//! Recovers simple polygon loops from a clipped [`BuildPoly`] edge graph,
//! fuses holes into their outlines, triangulates, and feeds the result to
//! the mesh accumulator.
//!
//! Loop extraction is the standard planar-graph face walk: at every vertex
//! take the most counter-clockwise unvisited edge relative to the incoming
//! direction. A second walk taking the most clockwise turn pulls out the
//! bounding outline of a disconnected component when deciding whether it
//! is a hole of an already-extracted loop.

use std::collections::VecDeque;

use crate::build_poly::BuildPoly;
use crate::errors::CsgError;
use crate::float_types::{EPSILON, Real};
use crate::geometry::{cross2, segment_intersects_segment};
use crate::merge::MeshMerge;
use geo::{Coord, LineString, Polygon as GeoPolygon};
use nalgebra::{Point2, Vector2};

/// One reconstructed loop plus the holes found inside it.
#[derive(Debug, Default)]
struct PolyPoints {
    points: Vec<usize>,
    holes: Vec<Vec<usize>>,
}

/// A candidate edge at a walk step, ordered by turn angle with the edge
/// index as the deterministic tie-breaker for coincident directions.
#[derive(Debug, Clone, Copy)]
struct EdgeSort {
    angle: Real,
    edge: usize,
    prev_point: usize,
    edge_point: usize,
}

/// Local frame of the incoming segment, for turn-angle measurement.
struct TurnFrame {
    origin: Point2<Real>,
    dir: Vector2<Real>,
}

impl TurnFrame {
    fn new(from: &Point2<Real>, to: &Point2<Real>) -> Option<Self> {
        let dir = (to - from).try_normalize(EPSILON)?;
        Some(Self { origin: *to, dir })
    }

    /// Negated angle of `target` in this frame; sorting ascending then
    /// picks the most counter-clockwise turn first.
    fn turn_angle(&self, target: &Point2<Real>) -> Real {
        let rel = target - self.origin;
        let x = rel.x * self.dir.x + rel.y * self.dir.y;
        let y = -rel.x * self.dir.y + rel.y * self.dir.x;
        -y.atan2(x)
    }
}

fn opposite_point<M>(poly: &BuildPoly<M>, edge: usize, point: usize) -> usize {
    if poly.edges[edge].points[0] == point {
        poly.edges[edge].points[1]
    } else {
        poly.edges[edge].points[0]
    }
}

/// Extracts every loop reachable from `start_edge`, following minimum-angle
/// turns. Sibling candidates are stacked so disconnected-but-reachable
/// loops are all visited.
fn add_poly_points<M>(
    poly: &BuildPoly<M>,
    start_edge: usize,
    from_point: usize,
    to_point: usize,
    vertex_edges: &[Vec<usize>],
    edge_process: &mut [bool],
    polys: &mut Vec<PolyPoints>,
) {
    let mut edge_stack = VecDeque::new();
    edge_stack.push_back(EdgeSort {
        angle: 0.0, // never compared for the seed
        edge: start_edge,
        prev_point: from_point,
        edge_point: to_point,
    });

    while let Some(e) = edge_stack.pop_front() {
        if edge_process[e.edge] {
            continue;
        }

        let mut points = vec![e.prev_point];
        let mut prev_point = e.prev_point;
        let mut to_point = e.edge_point;
        let mut current_edge = e.edge;
        edge_process[e.edge] = true;

        let mut limit = poly.points.len() * 4;

        while to_point != e.prev_point && limit > 0 {
            let Some(frame) = TurnFrame::new(
                &poly.points[prev_point].point,
                &poly.points[to_point].point,
            ) else {
                break; // zero-length step, abandon this loop
            };

            let mut next_edges: Vec<EdgeSort> = Vec::new();
            for &edge in &vertex_edges[to_point] {
                let opposite = opposite_point(poly, edge, to_point);
                if opposite == prev_point {
                    continue; // not going back
                }
                next_edges.push(EdgeSort {
                    angle: frame.turn_angle(&poly.points[opposite].point),
                    edge,
                    prev_point: to_point,
                    edge_point: opposite,
                });
            }

            next_edges.sort_by(|a, b| {
                a.angle.total_cmp(&b.angle).then(a.edge.cmp(&b.edge))
            });

            let (next_point, next_edge);
            if let Some((first, rest)) = next_edges.split_first() {
                next_point = first.edge_point;
                next_edge = first.edge;
                // stack the siblings; they seed the remaining loops
                for es in rest {
                    if !edge_process[es.edge] {
                        edge_stack.push_back(*es);
                    }
                }
            } else {
                // dead end, turn around
                next_point = prev_point;
                next_edge = current_edge;
            }

            points.push(to_point);
            prev_point = to_point;
            to_point = next_point;
            edge_process[next_edge] = true;
            current_edge = next_edge;
            limit -= 1;
        }

        // a walk cut short by the limit or by a zero-length step never
        // closed and does not bound a region
        if to_point == e.prev_point && points.len() > 2 {
            polys.push(PolyPoints {
                points,
                holes: Vec::new(),
            });
        }
    }
}

/// Walks the bounding outline of the component containing the given edge
/// by always taking the maximum-angle turn. No stack: only the outermost
/// loop is of interest here.
fn add_poly_outline<M>(
    poly: &BuildPoly<M>,
    from_point: usize,
    to_point: usize,
    vertex_edges: &[Vec<usize>],
) -> Vec<usize> {
    let mut outline = vec![from_point];
    let mut prev_point = from_point;
    let mut to_point = to_point;

    let mut limit = poly.points.len() * 4;

    while to_point != from_point && limit > 0 {
        let Some(frame) = TurnFrame::new(
            &poly.points[prev_point].point,
            &poly.points[to_point].point,
        ) else {
            break;
        };

        let mut max_angle = 0.0;
        let mut next_point = None;
        for &edge in &vertex_edges[to_point] {
            let opposite = opposite_point(poly, edge, to_point);
            if opposite == prev_point {
                continue;
            }
            let angle = frame.turn_angle(&poly.points[opposite].point);
            if next_point.is_none() || angle > max_angle {
                max_angle = angle;
                next_point = Some(opposite);
            }
        }

        // no route forward means walking back
        let next = next_point.unwrap_or(prev_point);
        outline.push(to_point);
        prev_point = to_point;
        to_point = next;
        limit -= 1;
    }

    if to_point != from_point {
        return Vec::new(); // never closed
    }
    outline
}

/// Doubled signed area of a loop, positive when it runs counter-clockwise.
fn ring_area<M>(poly: &BuildPoly<M>, ring: &[usize]) -> Real {
    let mut doubled = 0.0;
    for k in 0..ring.len() {
        let p = poly.points[ring[k]].point;
        let q = poly.points[ring[(k + 1) % ring.len()]].point;
        doubled += p.x * q.y - p.y * q.x;
    }
    doubled
}

/// Crossing parity of the segment `ref_point -> out_point` against a loop.
fn crossings<M>(
    poly: &BuildPoly<M>,
    loop_points: &[usize],
    ref_point: &Point2<Real>,
    out_point: &Point2<Real>,
) -> usize {
    let mut count = 0;
    for k in 0..loop_points.len() {
        let p1 = poly.points[loop_points[k]].point;
        let p2 = poly.points[loop_points[(k + 1) % loop_points.len()]].point;
        if segment_intersects_segment(ref_point, out_point, &p1, &p2).is_some() {
            count += 1;
        }
    }
    count
}

/// Finds a bridge segment from some hole vertex to some outline vertex
/// that crosses no other outline or hole edge. Returns
/// `(hole index, hole vertex, outline vertex)`.
fn find_hole_bridge<M>(poly: &BuildPoly<M>, pp: &PolyPoints) -> Option<(usize, usize, usize)> {
    for j in 0..pp.holes.len() {
        for k in 0..pp.holes[j].len() {
            let from = poly.points[pp.holes[j][k]].point;
            'outline: for l in 0..pp.points.len() {
                let to = poly.points[pp.points[l]].point;

                // against the outline, skipping the edges that share the
                // chosen outline vertex
                for m in 0..pp.points.len() {
                    let m_next = (m + 1) % pp.points.len();
                    if m == l || m_next == l {
                        continue;
                    }
                    let p1 = poly.points[pp.points[m]].point;
                    let p2 = poly.points[pp.points[m_next]].point;
                    if segment_intersects_segment(&from, &to, &p1, &p2).is_some() {
                        continue 'outline;
                    }
                }

                // against every hole, skipping the edges that share the
                // chosen hole vertex
                for m in 0..pp.holes.len() {
                    for n in 0..pp.holes[m].len() {
                        let n_next = (n + 1) % pp.holes[m].len();
                        if m == j && (n == k || n_next == k) {
                            continue;
                        }
                        let p1 = poly.points[pp.holes[m][n]].point;
                        let p2 = poly.points[pp.holes[m][n_next]].point;
                        if segment_intersects_segment(&from, &to, &p1, &p2).is_some() {
                            continue 'outline;
                        }
                    }
                }

                return Some((j, k, l));
            }
        }
    }
    None
}

/// Triangulates one fused ring, returning index triples into the ring.
fn triangulate_ring(vertices: &[Point2<Real>]) -> Vec<[usize; 3]> {
    let coords: Vec<Coord<Real>> = vertices
        .iter()
        .map(|p| Coord { x: p.x, y: p.y })
        .collect();
    let polygon = GeoPolygon::new(LineString::new(coords), Vec::new());

    #[cfg(feature = "earcut")]
    {
        use geo::TriangulateEarcut;
        let triangulation = polygon.earcut_triangles_raw();

        // the ring is closed internally, so raw indices may reference the
        // repeated first coordinate; wrap them back
        let n = vertices.len();
        triangulation
            .triangle_indices
            .chunks_exact(3)
            .map(|tri| [tri[0] % n, tri[1] % n, tri[2] % n])
            .collect()
    }

    #[cfg(feature = "delaunay")]
    {
        use geo::TriangulateSpade;
        let Ok(tris) = polygon.constrained_triangulation(Default::default()) else {
            return Vec::new();
        };

        // spade hands back coordinates, not indices; map each corner back
        // to the ring vertex it came from
        let index_of = |c: &Coord<Real>| {
            vertices
                .iter()
                .position(|p| p.x == c.x && p.y == c.y)
        };
        let mut result = Vec::with_capacity(tris.len());
        for triangle in tris {
            let (Some(a), Some(b), Some(c)) = (
                index_of(&triangle.0),
                index_of(&triangle.1),
                index_of(&triangle.2),
            ) else {
                continue; // steiner point, skip the synthetic triangle
            };
            result.push([a, b, c]);
        }
        result
    }
}

/// Converts one fully-clipped polygon back into welded 3D triangles.
pub(crate) fn merge_poly<M: Clone + PartialEq>(
    mesh: &mut MeshMerge<M>,
    poly: &BuildPoly<M>,
    from_b: bool,
) -> Result<(), CsgError> {
    let mut vertex_edges: Vec<Vec<usize>> = vec![Vec::new(); poly.points.len()];
    let mut edge_process = vec![false; poly.edges.len()];

    for (i, edge) in poly.edges.iter().enumerate() {
        vertex_edges[edge.points[0]].push(i);
        vertex_edges[edge.points[1]].push(i);
    }

    let mut polys: Vec<PolyPoints> = Vec::new();

    for i in 0..edge_process.len() {
        if edge_process[i] {
            continue;
        }

        let mut intersect_poly = None;

        if i > 0 {
            // a disconnected component; find which extracted loop it is a
            // hole of by ray-crossing parity from a point outside the loop
            let ref_point = poly.points[poly.edges[i].points[0]].point;

            for (j, pp) in polys.iter().enumerate() {
                let mut out_point: Point2<Real> = Point2::new(-1e20, -1e20);
                for &k in &pp.points {
                    let p = poly.points[k].point;
                    out_point.x = out_point.x.max(p.x);
                    out_point.y = out_point.y.max(p.y);
                }
                // nudge off-axis to dodge exact edge/vertex hits
                out_point += Vector2::new(0.12341234, 0.4123412);

                if crossings(poly, &pp.points, &ref_point, &out_point) % 2 == 1 {
                    intersect_poly = Some(j);
                    break;
                }
            }
        }

        if let Some(j) = intersect_poly {
            let outline = add_poly_outline(
                poly,
                poly.edges[i].points[0],
                poly.edges[i].points[1],
                &vertex_edges,
            );
            if outline.len() > 1 {
                polys[j].holes.push(outline);
            }
        }

        add_poly_points(
            poly,
            i,
            poly.edges[i].points[0],
            poly.edges[i].points[1],
            &vertex_edges,
            &mut edge_process,
            &mut polys,
        );
    }

    // splice each hole into its outline through a non-crossing bridge
    for pp in &mut polys {
        while !pp.holes.is_empty() {
            let Some((hole_idx, hole_vertex, outline_vertex)) = find_hole_bridge(poly, pp)
            else {
                return Err(CsgError::HoleBridgingFailed);
            };

            let mut hole = pp.holes.remove(hole_idx);
            let mut hole_vertex = hole_vertex;

            // the hole must run opposite the outline, or the spliced ring
            // overlaps itself and the enclosed area stays covered
            if ring_area(poly, &hole) * ring_area(poly, &pp.points) > 0.0 {
                hole.reverse();
                hole_vertex = hole.len() - 1 - hole_vertex;
            }

            // duplicate the outline vertex, then run the whole hole from
            // the bridge vertex around back to itself
            let mut insertion = Vec::with_capacity(hole.len() + 2);
            insertion.push(pp.points[outline_vertex]);
            for k in 0..=hole.len() {
                insertion.push(hole[(hole_vertex + k) % hole.len()]);
            }
            pp.points.splice(outline_vertex..outline_vertex, insertion);
        }
    }

    for pp in &polys {
        let vertices: Vec<Point2<Real>> = pp
            .points
            .iter()
            .map(|&idx| poly.points[idx].point)
            .collect();

        for tri in triangulate_ring(&vertices) {
            let a = &poly.points[pp.points[tri[0]]];
            let b = &poly.points[pp.points[tri[1]]];
            let c = &poly.points[pp.points[tri[2]]];

            // slivers produced by the bridge duplicates collapse to zero
            // area; drop them
            if cross2(&a.point, &b.point, &c.point).abs() < EPSILON {
                continue;
            }

            mesh.add_face(
                &[
                    poly.basis.to_world(&a.point),
                    poly.basis.to_world(&b.point),
                    poly.basis.to_world(&c.point),
                ],
                &[a.uv, b.uv, c.uv],
                poly.smooth,
                poly.invert,
                poly.material.clone(),
                from_b,
            );
        }
    }

    Ok(())
}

Your instructions:
From the records above, print exactly the lines that run from the line with "edge_process[next_edge] = true;" to the line with "let mut next_point = None;", inclusive.

Response box:
            edge_process[next_edge] = true;
            current_edge = next_edge;
            limit -= 1;
        }

        // a walk cut short by the limit or by a zero-length step never
        // closed and does not bound a region
        if to_point == e.prev_point && points.len() > 2 {
            polys.push(PolyPoints {
                points,
                holes: Vec::new(),
            });
        }
    }
}

/// Walks the bounding outline of the component containing the given edge
/// by always taking the maximum-angle turn. No stack: only the outermost
/// loop is of interest here.
fn add_poly_outline<M>(
    poly: &BuildPoly<M>,
    from_point: usize,
    to_point: usize,
    vertex_edges: &[Vec<usize>],
) -> Vec<usize> {
    let mut outline = vec![from_point];
    let mut prev_point = from_point;
    let mut to_point = to_point;

    let mut limit = poly.points.len() * 4;

    while to_point != from_point && limit > 0 {
        let Some(frame) = TurnFrame::new(
            &poly.points[prev_point].point,
            &poly.points[to_point].point,
        ) else {
            break;
        };

        let mut max_angle = 0.0;
        let mut next_point = None;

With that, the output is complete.